* Work required:
Below are entries. Copy exactly the lines running from the line that holds "operator control cycle." to the line that holds "if !(self.auton_period_s >", with both ends included.

* Provided entries:
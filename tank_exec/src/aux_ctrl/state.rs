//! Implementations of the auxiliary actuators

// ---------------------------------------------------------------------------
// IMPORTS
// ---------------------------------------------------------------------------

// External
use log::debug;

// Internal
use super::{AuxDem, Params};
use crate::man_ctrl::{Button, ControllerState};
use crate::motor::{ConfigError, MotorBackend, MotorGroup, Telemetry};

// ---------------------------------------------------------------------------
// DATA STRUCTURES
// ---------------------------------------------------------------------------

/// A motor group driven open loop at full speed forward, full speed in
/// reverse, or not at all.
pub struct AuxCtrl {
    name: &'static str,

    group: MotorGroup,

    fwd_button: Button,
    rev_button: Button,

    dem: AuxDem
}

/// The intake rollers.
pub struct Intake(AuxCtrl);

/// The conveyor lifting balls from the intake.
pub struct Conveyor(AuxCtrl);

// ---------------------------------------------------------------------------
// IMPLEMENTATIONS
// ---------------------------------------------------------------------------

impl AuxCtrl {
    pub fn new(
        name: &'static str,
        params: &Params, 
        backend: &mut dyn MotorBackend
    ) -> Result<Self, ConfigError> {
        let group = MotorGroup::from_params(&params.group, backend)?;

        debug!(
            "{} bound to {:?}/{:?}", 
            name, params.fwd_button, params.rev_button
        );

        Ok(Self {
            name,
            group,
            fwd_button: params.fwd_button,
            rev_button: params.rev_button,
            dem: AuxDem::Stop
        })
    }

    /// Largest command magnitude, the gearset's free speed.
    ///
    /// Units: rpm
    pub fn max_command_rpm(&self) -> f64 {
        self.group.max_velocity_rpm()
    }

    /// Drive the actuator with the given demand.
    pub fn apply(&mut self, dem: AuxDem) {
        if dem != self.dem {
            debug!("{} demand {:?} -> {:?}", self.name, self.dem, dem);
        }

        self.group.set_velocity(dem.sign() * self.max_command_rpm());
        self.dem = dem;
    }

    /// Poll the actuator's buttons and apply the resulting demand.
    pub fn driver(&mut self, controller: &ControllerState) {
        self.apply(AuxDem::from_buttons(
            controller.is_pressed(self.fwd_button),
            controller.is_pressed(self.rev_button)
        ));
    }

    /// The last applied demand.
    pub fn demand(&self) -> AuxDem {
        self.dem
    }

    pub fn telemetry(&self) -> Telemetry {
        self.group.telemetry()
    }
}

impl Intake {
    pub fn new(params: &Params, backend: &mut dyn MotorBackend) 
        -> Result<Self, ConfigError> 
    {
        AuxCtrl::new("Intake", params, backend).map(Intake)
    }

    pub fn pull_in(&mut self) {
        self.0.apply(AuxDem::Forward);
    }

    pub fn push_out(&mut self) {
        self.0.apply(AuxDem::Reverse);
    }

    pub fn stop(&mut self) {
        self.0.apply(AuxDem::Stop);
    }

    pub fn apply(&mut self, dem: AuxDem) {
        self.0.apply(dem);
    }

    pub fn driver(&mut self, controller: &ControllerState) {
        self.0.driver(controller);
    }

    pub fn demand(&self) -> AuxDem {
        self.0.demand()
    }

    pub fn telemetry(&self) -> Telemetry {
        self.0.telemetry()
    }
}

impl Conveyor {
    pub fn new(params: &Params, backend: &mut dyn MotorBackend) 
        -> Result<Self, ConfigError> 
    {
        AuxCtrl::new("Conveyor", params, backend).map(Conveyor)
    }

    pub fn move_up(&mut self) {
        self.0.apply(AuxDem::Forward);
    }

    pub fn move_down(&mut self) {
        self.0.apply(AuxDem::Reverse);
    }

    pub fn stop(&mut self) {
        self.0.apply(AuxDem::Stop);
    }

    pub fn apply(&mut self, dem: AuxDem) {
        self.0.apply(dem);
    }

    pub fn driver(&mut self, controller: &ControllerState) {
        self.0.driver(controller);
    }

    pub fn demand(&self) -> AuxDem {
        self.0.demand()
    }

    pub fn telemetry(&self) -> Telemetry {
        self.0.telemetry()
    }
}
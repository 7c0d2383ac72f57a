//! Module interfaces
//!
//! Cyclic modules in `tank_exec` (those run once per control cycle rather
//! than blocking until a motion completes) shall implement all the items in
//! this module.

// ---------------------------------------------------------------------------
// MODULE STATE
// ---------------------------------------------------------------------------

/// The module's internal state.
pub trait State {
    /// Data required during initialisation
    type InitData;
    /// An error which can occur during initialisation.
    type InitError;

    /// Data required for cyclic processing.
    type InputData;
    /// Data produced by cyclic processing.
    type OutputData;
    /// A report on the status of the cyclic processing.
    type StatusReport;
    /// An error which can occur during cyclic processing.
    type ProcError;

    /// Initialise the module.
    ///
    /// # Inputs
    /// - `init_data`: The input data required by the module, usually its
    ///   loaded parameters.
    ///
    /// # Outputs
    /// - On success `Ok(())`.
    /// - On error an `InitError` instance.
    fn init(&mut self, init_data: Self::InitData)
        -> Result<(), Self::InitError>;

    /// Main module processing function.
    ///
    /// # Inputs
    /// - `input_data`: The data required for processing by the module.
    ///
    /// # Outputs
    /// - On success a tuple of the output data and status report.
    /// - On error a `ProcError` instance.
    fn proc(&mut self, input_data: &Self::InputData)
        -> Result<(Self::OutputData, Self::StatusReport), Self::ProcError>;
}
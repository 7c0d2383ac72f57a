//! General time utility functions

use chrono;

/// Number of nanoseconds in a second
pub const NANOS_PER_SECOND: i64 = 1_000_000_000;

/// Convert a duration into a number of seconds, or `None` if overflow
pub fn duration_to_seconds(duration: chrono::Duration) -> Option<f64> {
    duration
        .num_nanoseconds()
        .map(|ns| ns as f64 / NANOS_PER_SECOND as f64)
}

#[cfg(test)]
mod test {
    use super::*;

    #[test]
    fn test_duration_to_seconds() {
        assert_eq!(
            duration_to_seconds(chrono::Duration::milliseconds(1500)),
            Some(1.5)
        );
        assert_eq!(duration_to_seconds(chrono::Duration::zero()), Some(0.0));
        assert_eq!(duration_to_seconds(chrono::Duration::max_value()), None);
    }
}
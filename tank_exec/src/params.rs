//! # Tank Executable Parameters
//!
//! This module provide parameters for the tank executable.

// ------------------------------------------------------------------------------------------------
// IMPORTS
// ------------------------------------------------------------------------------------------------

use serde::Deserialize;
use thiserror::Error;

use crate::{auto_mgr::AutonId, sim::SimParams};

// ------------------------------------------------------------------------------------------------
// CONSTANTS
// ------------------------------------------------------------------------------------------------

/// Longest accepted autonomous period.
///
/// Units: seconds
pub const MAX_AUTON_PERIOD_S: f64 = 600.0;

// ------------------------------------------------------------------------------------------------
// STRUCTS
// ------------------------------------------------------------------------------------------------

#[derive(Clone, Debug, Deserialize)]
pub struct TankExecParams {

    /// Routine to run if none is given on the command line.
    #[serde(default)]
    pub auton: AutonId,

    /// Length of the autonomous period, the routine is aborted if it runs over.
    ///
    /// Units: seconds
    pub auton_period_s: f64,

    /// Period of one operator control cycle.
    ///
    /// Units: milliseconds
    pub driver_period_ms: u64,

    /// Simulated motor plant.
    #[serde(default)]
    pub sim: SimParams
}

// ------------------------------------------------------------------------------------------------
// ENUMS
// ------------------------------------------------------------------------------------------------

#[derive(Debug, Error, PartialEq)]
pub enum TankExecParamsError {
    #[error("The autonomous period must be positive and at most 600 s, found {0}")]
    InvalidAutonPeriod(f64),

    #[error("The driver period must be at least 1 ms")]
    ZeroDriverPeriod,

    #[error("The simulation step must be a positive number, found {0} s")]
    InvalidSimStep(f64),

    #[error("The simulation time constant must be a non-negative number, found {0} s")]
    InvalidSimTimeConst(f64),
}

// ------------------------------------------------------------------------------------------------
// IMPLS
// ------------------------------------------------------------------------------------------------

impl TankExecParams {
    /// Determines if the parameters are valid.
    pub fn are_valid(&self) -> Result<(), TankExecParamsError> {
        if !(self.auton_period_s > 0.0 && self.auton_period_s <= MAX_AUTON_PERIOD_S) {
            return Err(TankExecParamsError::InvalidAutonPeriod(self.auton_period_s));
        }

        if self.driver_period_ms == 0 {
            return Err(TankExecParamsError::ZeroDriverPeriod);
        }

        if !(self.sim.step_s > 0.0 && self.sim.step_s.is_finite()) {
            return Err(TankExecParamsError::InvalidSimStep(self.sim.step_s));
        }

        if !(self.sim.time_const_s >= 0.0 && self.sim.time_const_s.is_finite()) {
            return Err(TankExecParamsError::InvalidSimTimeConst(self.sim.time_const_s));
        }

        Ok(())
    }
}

* Task answer:
    /// Period of one operator control cycle.
    ///
    /// Units: milliseconds
    pub driver_period_ms: u64,

    /// Simulated motor plant.
    #[serde(default)]
    pub sim: SimParams
}

// ------------------------------------------------------------------------------------------------
// ENUMS
// ------------------------------------------------------------------------------------------------

#[derive(Debug, Error, PartialEq)]
pub enum TankExecParamsError {
    #[error("The autonomous period must be positive and at most 600 s, found {0}")]
    InvalidAutonPeriod(f64),

    #[error("The driver period must be at least 1 ms")]
    ZeroDriverPeriod,

    #[error("The simulation step must be a positive number, found {0} s")]
    InvalidSimStep(f64),

    #[error("The simulation time constant must be a non-negative number, found {0} s")]
    InvalidSimTimeConst(f64),
}

// ------------------------------------------------------------------------------------------------
// IMPLS
// ------------------------------------------------------------------------------------------------

impl TankExecParams {
    /// Determines if the parameters are valid.
    pub fn are_valid(&self) -> Result<(), TankExecParamsError> {
        if !(self.auton_period_s > 0.0 && self.auton_period_s <= MAX_AUTON_PERIOD_S) {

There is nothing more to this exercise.